Click to view Prince Charles hologram speech on youtube.

The future of Christianity is an important issue as leaders move toward 2020 and beyond. Technology has become a major driver as Christianity moves from intellectual-science orientation to an oral, emotional, metaphoric, creative and intuitive orientation (Hohstadt, 2007). This new creativity is seen in the social networking revolution through Twitter, MySpace, and Facebook and lays a foundation for innovative technologies such as using holograms and tele-presence as norms in Christianity by the 2020’s. With this trend in mind, this article will highlight the various technology futures that the church may encounter in the world by 2030.

Holographic Imagery as a Trend

The field of technology could be revolutionized and religion renovated in the 2020’s by the normalization of holographic imagery. This technology trend in various forms of holographic imagery is being used to extend the gospel of Jesus Christ throughout the earth. Peyghambarian (2010) suggests “holographic telepresence means we can record a three-dimensional image in one location and show it in another location, in real-time, anywhere in the world.” This telepresence, as it is called, is simply the “beaming a physical presence of a person to remote locations and…could be the next revolution in communication technology” (Cobus, 2009).

Holograms are being used in business meetings across the world with companies such as Cisco and UK-based Musion Systems Inc. in India who has conducted over 1,000 meetings with this technology (Digital Leadership Network, 2008). Perry (2009) says that Britain’s Prince Charles gave a pre-recorded holographic speech at a conference and highlighted the carbon dioxide pollution that he would have emitted if he had flown to the meeting. He continues by suggesting that “holographic appearances appear nearly identical to the real thing. The images are to scale. They move naturally.” The only problem that she identifies is the “occasional light flicker” that “reminds the (people) that they’re watching a projection.”

Holograms: Church Size & Cost

Barrett (2009) suggests that it is a possibility but only for those with a great deal of money since this technology will cost a fortune. The positive side of this technology is that it would allow the ability to reach a great deal of people with the gospel; the equipment is quite costly for any mid-size church. Cobus (2009) suggests that “as the technology continues to develop, and prices for components and bandwidth start coming down to more affordable levels and…smaller churches should definitely be keeping an eye on the prices for the necessary technology.” McClellan (2009) suggests that in 25 years “three church sizes persist: small, medium, and large. Each is formed out of and operates under different social, theological, economic, and geographic factors and, as such, each uses media and technology in different ways.” Those churches are called: (1) gigachurches, which are the larger technology based church of the future, (2) middlechurches, which are medium sized and lack the finances to have their own technology and rent out community spaces for places of worship such as theaters or clubs; and (3) nanochurches, which are small groups of up to 25 people and meet in homes, “coffee shops, public parks” and are divided into to two technology groups, the pro-tech and the no-techs. They still use technology as seen in home theaters, laptops, mobile phones or things that fit in their limited space (McClellan, 2009).

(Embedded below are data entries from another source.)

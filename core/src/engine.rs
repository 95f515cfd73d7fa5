// core/src/engine.rs
//
// Debounce-and-match engine attached to a text field.
//
// Every qualifying key release supersedes whatever request is still in
// flight and schedules a new one. A request sleeps for the popup delay, reads
// the field, matches against the vocabulary and hands the result to the
// display. Only the request whose id equals `current_request` may touch the
// display or the menu flag.

use crate::config::{is_valid_popup_delay, Config};
use crate::display::{Choice, DisplayError, SuggestionDisplay, TextField};
use crate::filter::should_trigger;
use crate::key_event::KeyEvent;
use crate::matcher::{Matcher, SearchMode};
use crate::vocabulary::Vocabulary;
use std::cell::{Cell, RefCell};
use std::rc::Rc;
use std::time::Duration;
use tokio::task::JoinHandle;

/// Where the engine is in its suggestion cycle.
#[derive(Debug, Clone, Copy, Default, PartialEq, Eq)]
pub enum Phase {
    /// No request in flight and no menu shown
    #[default]
    Idle,
    /// Waiting out the popup delay
    Pending,
    /// Reading input, matching, and waiting for the display
    Evaluating,
    /// Suggestions are on screen
    Presenting,
}

/// Bookkeeping for the single live request.
#[derive(Debug)]
struct PendingRequest {
    id: u64,
    delay: Duration,
    handle: JoinHandle<()>,
}

/// Text-field autocomplete driven by key-release events.
///
/// The box must be driven from inside a `tokio::task::LocalSet` running on a
/// current-thread runtime: each cycle is a `spawn_local` task, so key intake
/// and the delayed evaluation share one thread and need no locks.
///
/// # Example
///
/// ```no_run
/// # use autocomplete_core::{AutocompleteBox, KeyEvent, TextField, SuggestionDisplay, Choice, Anchor, DisplayError};
/// # struct Field; impl TextField for Field { fn text(&self) -> String { "br".into() } fn set_text(&self, _: &str) {} }
/// # struct Popup; impl SuggestionDisplay for Popup {
/// #     fn clear(&self) {} fn add_choice(&self, _: Choice) {}
/// #     async fn show_at(&self, _: Anchor) -> Result<(), DisplayError> { Ok(()) } }
/// # async fn demo() {
/// let local = tokio::task::LocalSet::new();
/// local.run_until(async {
///     let ac = AutocompleteBox::with_items(Field, Popup, ["Brazil", "Bahamas"]);
///     ac.on_key_up(KeyEvent::Char('r'));
/// }).await;
/// # }
/// ```
pub struct AutocompleteBox<F, D>
where
    F: TextField + 'static,
    D: SuggestionDisplay + 'static,
{
    inner: Rc<Inner<F, D>>,
}

struct Inner<F, D> {
    field: F,
    display: D,
    matcher: Matcher,
    search_mode: Cell<SearchMode>,
    popup_delay: Cell<f32>,
    /// Id of the only request allowed to reach the display
    current_request: Cell<u64>,
    pending: RefCell<Option<PendingRequest>>,
    phase: Cell<Phase>,
    menu_triggered: Cell<bool>,
}

impl<F, D> AutocompleteBox<F, D>
where
    F: TextField + 'static,
    D: SuggestionDisplay + 'static,
{
    /// Create an autocomplete box with an empty vocabulary.
    pub fn new(field: F, display: D) -> Self {
        Self::with_config(field, display, std::iter::empty::<String>(), &Config::default())
    }

    /// Create an autocomplete box with the given vocabulary entries.
    pub fn with_items<I, S>(field: F, display: D, items: I) -> Self
    where
        I: IntoIterator<Item = S>,
        S: Into<String>,
    {
        Self::with_config(field, display, items, &Config::default())
    }

    /// Create an autocomplete box from a vocabulary and a configuration.
    pub fn with_config<I, S>(field: F, display: D, items: I, config: &Config) -> Self
    where
        I: IntoIterator<Item = S>,
        S: Into<String>,
    {
        let popup_delay = if is_valid_popup_delay(config.popup_delay) {
            config.popup_delay
        } else {
            crate::config::DEFAULT_POPUP_DELAY
        };
        Self {
            inner: Rc::new(Inner {
                field,
                display,
                matcher: Matcher::new(items.into_iter().collect(), config.max_cache_size),
                search_mode: Cell::new(config.search_mode),
                popup_delay: Cell::new(popup_delay),
                current_request: Cell::new(0),
                pending: RefCell::new(None),
                phase: Cell::new(Phase::Idle),
                menu_triggered: Cell::new(false),
            }),
        }
    }

    /// The attached text field.
    pub fn field(&self) -> &F {
        &self.inner.field
    }

    /// The attached suggestion display.
    pub fn display(&self) -> &D {
        &self.inner.display
    }

    // ========== Key intake ==========

    /// Handle a key-release event from the text field.
    ///
    /// Content-changing keys cancel the live request (if any) and schedule a
    /// new one. Returns true if a new cycle was scheduled.
    ///
    /// # Panics
    ///
    /// Panics if called outside a `tokio::task::LocalSet`.
    pub fn on_key_up(&self, key: KeyEvent) -> bool {
        if !should_trigger(&key) {
            return false;
        }
        self.restart();
        true
    }

    /// Handle a key release reported as a raw virtual-key code.
    pub fn on_key_code(&self, code: u32) -> bool {
        self.on_key_up(KeyEvent::from_code(code))
    }

    fn restart(&self) {
        let inner = &self.inner;
        if let Some(previous) = inner.supersede() {
            tracing::debug!(request = previous.id, "superseded by a newer keystroke");
        }

        let id = inner.current_request.get();
        let delay = inner.delay_duration();
        let task = Rc::clone(inner);
        let handle = tokio::task::spawn_local(async move { task.run_cycle(id, delay).await });

        tracing::debug!(request = id, ?delay, "suggestion request pending");
        inner.phase.set(Phase::Pending);
        *inner.pending.borrow_mut() = Some(PendingRequest { id, delay, handle });
    }

    /// Invalidate the live request, if any, without touching the display.
    ///
    /// Returns true if a request was cancelled.
    pub fn cancel_pending(&self) -> bool {
        match self.inner.supersede() {
            Some(previous) => {
                tracing::debug!(request = previous.id, "pending request cancelled");
                if matches!(self.inner.phase.get(), Phase::Pending | Phase::Evaluating) {
                    self.inner.phase.set(Phase::Idle);
                }
                true
            }
            None => false,
        }
    }

    // ========== Selection ==========

    /// Overwrite the text field with a picked suggestion.
    ///
    /// This is what a `Choice` does when invoked. The programmatic text
    /// change does not start a new cycle.
    pub fn commit_selection(&self, label: &str) {
        self.inner.commit_selection(label);
    }

    /// Report that the popup was closed without a pick.
    pub fn menu_dismissed(&self) {
        self.inner.close_menu();
    }

    // ========== Observable state ==========

    /// Whether a suggestion set is currently on screen.
    pub fn is_menu_triggered(&self) -> bool {
        self.inner.menu_triggered.get()
    }

    /// Current cycle phase.
    pub fn phase(&self) -> Phase {
        self.inner.phase.get()
    }

    /// Whether a request is waiting out its delay or still evaluating.
    pub fn has_pending(&self) -> bool {
        self.inner.pending.borrow().is_some()
    }

    /// Delay captured by the live request, if there is one.
    pub fn pending_delay(&self) -> Option<Duration> {
        self.inner.pending.borrow().as_ref().map(|p| p.delay)
    }

    /// Read-only snapshot of the vocabulary.
    pub fn items(&self) -> Rc<Vocabulary> {
        self.inner.matcher.vocabulary()
    }

    /// Match cache statistics as (hits, misses).
    pub fn cache_stats(&self) -> (usize, usize) {
        self.inner.matcher.cache_stats()
    }

    // ========== Configuration ==========

    pub fn search_mode(&self) -> SearchMode {
        self.inner.search_mode.get()
    }

    /// Change the search mode. Takes effect on the next evaluation.
    pub fn set_search_mode(&self, mode: SearchMode) {
        self.inner.search_mode.set(mode);
    }

    /// Popup delay in seconds.
    pub fn popup_delay(&self) -> f32 {
        self.inner.popup_delay.get()
    }

    /// Set the popup delay in seconds.
    ///
    /// Values outside `[0.0, 1.0]` are ignored. Requests already pending
    /// keep the delay they were created with.
    pub fn set_popup_delay(&self, secs: f32) {
        if is_valid_popup_delay(secs) {
            self.inner.popup_delay.set(secs);
        } else {
            tracing::debug!(secs, "ignoring out-of-range popup delay");
        }
    }

    /// Apply search mode and popup delay from a configuration.
    ///
    /// The cache size is fixed at construction.
    pub fn apply_config(&self, config: &Config) {
        self.set_search_mode(config.search_mode);
        self.set_popup_delay(config.popup_delay);
    }

    // ========== Vocabulary ==========

    /// Replace the vocabulary wholesale.
    ///
    /// In-flight requests are left alone; their evaluation reads whichever
    /// vocabulary is current when it runs.
    pub fn replace_items<I, S>(&self, items: I)
    where
        I: IntoIterator<Item = S>,
        S: Into<String>,
    {
        let vocabulary: Vocabulary = items.into_iter().collect();
        tracing::debug!(entries = vocabulary.len(), "vocabulary replaced");
        self.inner.matcher.replace(vocabulary);
    }

    /// Items-source change notification. A `None` source is ignored.
    pub fn set_items_source<I, S>(&self, source: Option<I>)
    where
        I: IntoIterator<Item = S>,
        S: Into<String>,
    {
        if let Some(items) = source {
            self.replace_items(items);
        }
    }
}

impl<F, D> Drop for AutocompleteBox<F, D>
where
    F: TextField + 'static,
    D: SuggestionDisplay + 'static,
{
    fn drop(&mut self) {
        if let Some(previous) = self.inner.supersede() {
            previous.handle.abort();
        }
    }
}

impl<F, D> Inner<F, D>
where
    F: TextField + 'static,
    D: SuggestionDisplay + 'static,
{
    /// Bump the request id and release the old request slot.
    fn supersede(&self) -> Option<PendingRequest> {
        self.current_request
            .set(self.current_request.get().wrapping_add(1));
        self.pending.borrow_mut().take()
    }

    fn is_current(&self, id: u64) -> bool {
        self.current_request.get() == id
    }

    fn delay_duration(&self) -> Duration {
        Duration::from_secs_f32(self.popup_delay.get())
    }

    /// Resolve the current request, leaving the engine in `phase`.
    fn settle(&self, id: u64, phase: Phase) {
        if self.is_current(id) {
            self.phase.set(phase);
            self.pending.borrow_mut().take();
        }
    }

    async fn run_cycle(self: Rc<Self>, id: u64, delay: Duration) {
        tokio::time::sleep(delay).await;

        if !self.is_current(id) {
            tracing::debug!(request = id, "discarded after delay");
            return;
        }

        self.phase.set(Phase::Evaluating);
        self.display.clear();
        self.menu_triggered.set(false);

        let text = self.field.text();
        let query = text.trim();
        if query.is_empty() {
            tracing::debug!(request = id, "blank input, nothing to suggest");
            self.settle(id, Phase::Idle);
            return;
        }

        let matches = self.matcher.find(query, self.search_mode.get());
        let anchor = self.field.bounds().bottom_center();

        if !self.is_current(id) {
            tracing::debug!(request = id, "discarded before presenting");
            return;
        }

        tracing::debug!(request = id, query, count = matches.len(), "presenting suggestions");
        for label in matches {
            let owner = Rc::downgrade(&self);
            self.display.add_choice(Choice::new(label, move |picked| {
                if let Some(inner) = owner.upgrade() {
                    inner.commit_selection(picked);
                }
            }));
        }

        match self.display.show_at(anchor).await {
            Ok(()) if self.is_current(id) && self.phase.get() == Phase::Evaluating => {
                self.menu_triggered.set(true);
                self.settle(id, Phase::Presenting);
            }
            Ok(()) => {
                tracing::debug!(request = id, "shown after being superseded");
            }
            Err(DisplayError::TooManyShows) => {
                tracing::debug!(request = id, "display busy, suggestions skipped");
                self.settle(id, Phase::Idle);
            }
            Err(err) => {
                tracing::warn!(request = id, error = %err, "failed to show suggestions");
                self.settle(id, Phase::Idle);
            }
        }
    }

    fn commit_selection(&self, label: &str) {
        tracing::debug!(label, "suggestion selected");
        self.field.set_text(label);
        self.close_menu();
    }

    /// Drop the menu flag. A request still waiting on `show_at` is resolved
    /// here so its late confirmation cannot raise the flag again.
    fn close_menu(&self) {
        self.menu_triggered.set(false);
        match self.phase.get() {
            Phase::Presenting => self.phase.set(Phase::Idle),
            Phase::Evaluating => {
                if let Some(previous) = self.supersede() {
                    tracing::debug!(request = previous.id, "menu closed before show confirmed");
                }
                self.phase.set(Phase::Idle);
            }
            Phase::Idle | Phase::Pending => {}
        }
    }
}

Affluent churches are already taking advantage of this technology through multi-campus models (two-dimensional projections) and the question then arises “Can a digitally projected pastor lead a congregation, shepherd believers, create, and expand a community?” (Park, 2008).

Johnson (2008), lead pastor at Cumberland Church, suggests that in the near future we could see a “pastor as a hologram.” Johnson (2008) continues by stating that “With the expansion and success of ‘video church campuses’ all throughout the U.S., this seems to be the next logical step and transformation.”

Barrett, Johnson, Guidry & Crossing (2001) suggest this technology is only the beginning of the massive changes and innovations and that “bogus robot churches and android evangelists (will be) controlled by political regimes attempting to infiltrate and destroy the Body of Christ” (p. 91). What will the church do with this technology in the hands of unregenerate people and those redeemed by the blood of the lamb? David Barrett (Personal interview in Summer of 2009) suggests that we must be mindful of the innovations and changes that we release for public use due to the equal access of good and evil. On the side of good, holographs might even be seen as an imprint of the Holy Spirit through technology.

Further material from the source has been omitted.